Lawrence J. Dlugosz, MS

The Department of Social and Preventive Medicine, The State University of New York at Buffalo, The Robert Warner Rehabilitation Center at the Children's Hospital of Buffalo, New York

Tim Byers, MD, MPH

The Department of Social and Preventive Medicine, The State University of New York at Buffalo

Michael E. Msall, MD

The Department of Pediatrics, The State University of New York at Buffalo and the Children's Hospital of Buffalo

James Marshall, PhD

The Department of Social and Preventive Medicine, The State University of New York at Buffalo

Allen Lesswing, MD

The Robert Warner Rehabilitation Center at the Children's Hospital of Buffalo, New York

Robert E. Cooke, MD

The Department of Pediatrics, The State University of New York at Buffalo and the Children's Hospital of Buffalo

Eighty children (34 males, 46 females) with congenital upper limb reduction defects who attended a regional amputee clinic between 1956 and 1986 were classified as to whether they exhibited learning difficulties in school, as indicated by grade failure or by placement in learning disability classrooms.

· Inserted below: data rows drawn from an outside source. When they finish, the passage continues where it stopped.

use std::collections::HashMap;

use chrono::NaiveDate;
use serde::{Deserialize, Serialize};

#[derive(Debug, Clone, Copy, PartialEq, Eq, Hash, Serialize, Deserialize)]
pub enum TossDecision {
    Bat,
    Field,
}

impl TossDecision {
    pub fn parse(raw: &str) -> Option<Self> {
        match raw.trim().to_ascii_lowercase().as_str() {
            "bat" | "batting" => Some(Self::Bat),
            "field" | "fielding" | "bowl" => Some(Self::Field),
            _ => None,
        }
    }

    pub fn as_str(self) -> &'static str {
        match self {
            Self::Bat => "bat",
            Self::Field => "field",
        }
    }
}

#[derive(Debug, Clone, PartialEq, Eq, Serialize, Deserialize)]
pub enum MatchType {
    League,
    Final,
    /// Qualifiers, eliminators, semi-finals.
    Knockout(String),
}

impl MatchType {
    /// An empty label reads as `League`; the importer rejects rows without one.
    pub fn parse(raw: &str) -> Self {
        let trimmed = raw.trim();
        if trimmed.eq_ignore_ascii_case("league") || trimmed.is_empty() {
            Self::League
        } else if trimmed.eq_ignore_ascii_case("final") {
            Self::Final
        } else {
            Self::Knockout(trimmed.to_string())
        }
    }

    pub fn label(&self) -> &str {
        match self {
            Self::League => "League",
            Self::Final => "Final",
            Self::Knockout(label) => label,
        }
    }
}

#[derive(Debug, Clone, PartialEq, Eq, Serialize, Deserialize)]
pub enum ResultKind {
    Runs,
    Wickets,
    Tie,
    NoResult,
    Other(String),
}

impl ResultKind {
    pub fn parse(raw: Option<&str>) -> Self {
        let Some(raw) = raw.map(str::trim).filter(|s| !s.is_empty()) else {
            return Self::NoResult;
        };
        match raw.to_ascii_lowercase().as_str() {
            "runs" => Self::Runs,
            "wickets" => Self::Wickets,
            "tie" => Self::Tie,
            "no result" | "na" | "nr" => Self::NoResult,
            _ => Self::Other(raw.to_string()),
        }
    }

    pub fn as_str(&self) -> &str {
        match self {
            Self::Runs => "runs",
            Self::Wickets => "wickets",
            Self::Tie => "tie",
            Self::NoResult => "no result",
            Self::Other(label) => label,
        }
    }
}

#[derive(Debug, Clone, PartialEq, Serialize, Deserialize)]
pub struct MatchRecord {
    pub id: u64,
    pub season: String,
    pub city: Option<String>,
    pub date: Option<NaiveDate>,
    pub match_type: MatchType,
    pub player_of_match: Option<String>,
    pub venue: String,
    pub team1: String,
    pub team2: String,
    pub toss_winner: Option<String>,
    pub toss_decision: Option<TossDecision>,
    pub winner: Option<String>,
    pub result: ResultKind,
    pub result_margin: Option<i64>,
    pub target_runs: Option<i64>,
    pub target_overs: Option<f64>,
    pub super_over: bool,
    pub method: Option<String>,
}

impl MatchRecord {
    pub fn involves(&self, team: &str) -> bool {
        self.team1 == team || self.team2 == team
    }

    pub fn is_between(&self, a: &str, b: &str) -> bool {
        (self.team1 == a && self.team2 == b) || (self.team1 == b && self.team2 == a)
    }

    pub fn won_by(&self, team: &str) -> bool {
        self.winner.as_deref() == Some(team)
    }

    pub fn toss_won_by(&self, team: &str) -> bool {
        self.toss_winner.as_deref() == Some(team)
    }

    pub fn is_drawn(&self) -> bool {
        self.winner.is_none()
    }

    pub fn opponent_of(&self, team: &str) -> Option<&str> {
        if self.team1 == team {
            Some(&self.team2)
        } else if self.team2 == team {
            Some(&self.team1)
        } else {
            None
        }
    }
}

#[derive(Debug, Clone, PartialEq, Eq, Serialize, Deserialize)]
pub struct DeliveryRecord {
    pub match_id: u64,
    pub inning: u8,
    pub over: u8,
    pub ball: u8,
    pub batter: String,
    pub bowler: String,
    pub batsman_runs: u32,
    pub extra_runs: u32,
    pub total_runs: u32,
    pub extras_type: Option<String>,
    pub is_wicket: bool,
    pub player_dismissed: Option<String>,
    pub dismissal_kind: Option<String>,
}

impl DeliveryRecord {
    pub fn is_wide(&self) -> bool {
        self.extras_type.as_deref() == Some("wides")
    }

    pub fn is_legal(&self) -> bool {
        self.extras_type.is_none()
    }

    pub fn is_run_out(&self) -> bool {
        self.dismissal_kind.as_deref() == Some("run out")
    }

    pub fn is_bowler_wicket(&self) -> bool {
        self.is_wicket && !self.is_run_out()
    }
}

/// A delivery joined to the fixture it was bowled in.
#[derive(Debug, Clone, Copy)]
pub struct BallContext<'a> {
    pub ball: &'a DeliveryRecord,
    pub fixture: &'a MatchRecord,
}

/// Inner join on match id. Deliveries without a fixture cannot be attributed
/// to a team and are dropped.
pub fn join_deliveries<'a>(
    matches: &'a [MatchRecord],
    deliveries: &'a [DeliveryRecord],
) -> Vec<BallContext<'a>> {
    let by_id: HashMap<u64, &MatchRecord> = matches.iter().map(|m| (m.id, m)).collect();
    let mut orphans = 0usize;
    let mut out = Vec::with_capacity(deliveries.len());
    for ball in deliveries {
        match by_id.get(&ball.match_id) {
            Some(fixture) => out.push(BallContext { ball, fixture }),
            None => orphans += 1,
        }
    }
    if orphans > 0 {
        log::warn!("dropped {orphans} deliveries with no matching fixture");
    }
    out
}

Children with right-sided defects were more likely to encounter learning difficulties than were children with left-sided defects (Chi-square = 6.8; df = 1; p < 0.01). Children with right-limb defects also were more likely than children with left-limb defects to experience reading problems (Chi-square = 5.9; df = 1; p < 0.05). These results suggest the need for neuropsychological and neurophysiological study of children with limb reduction defects.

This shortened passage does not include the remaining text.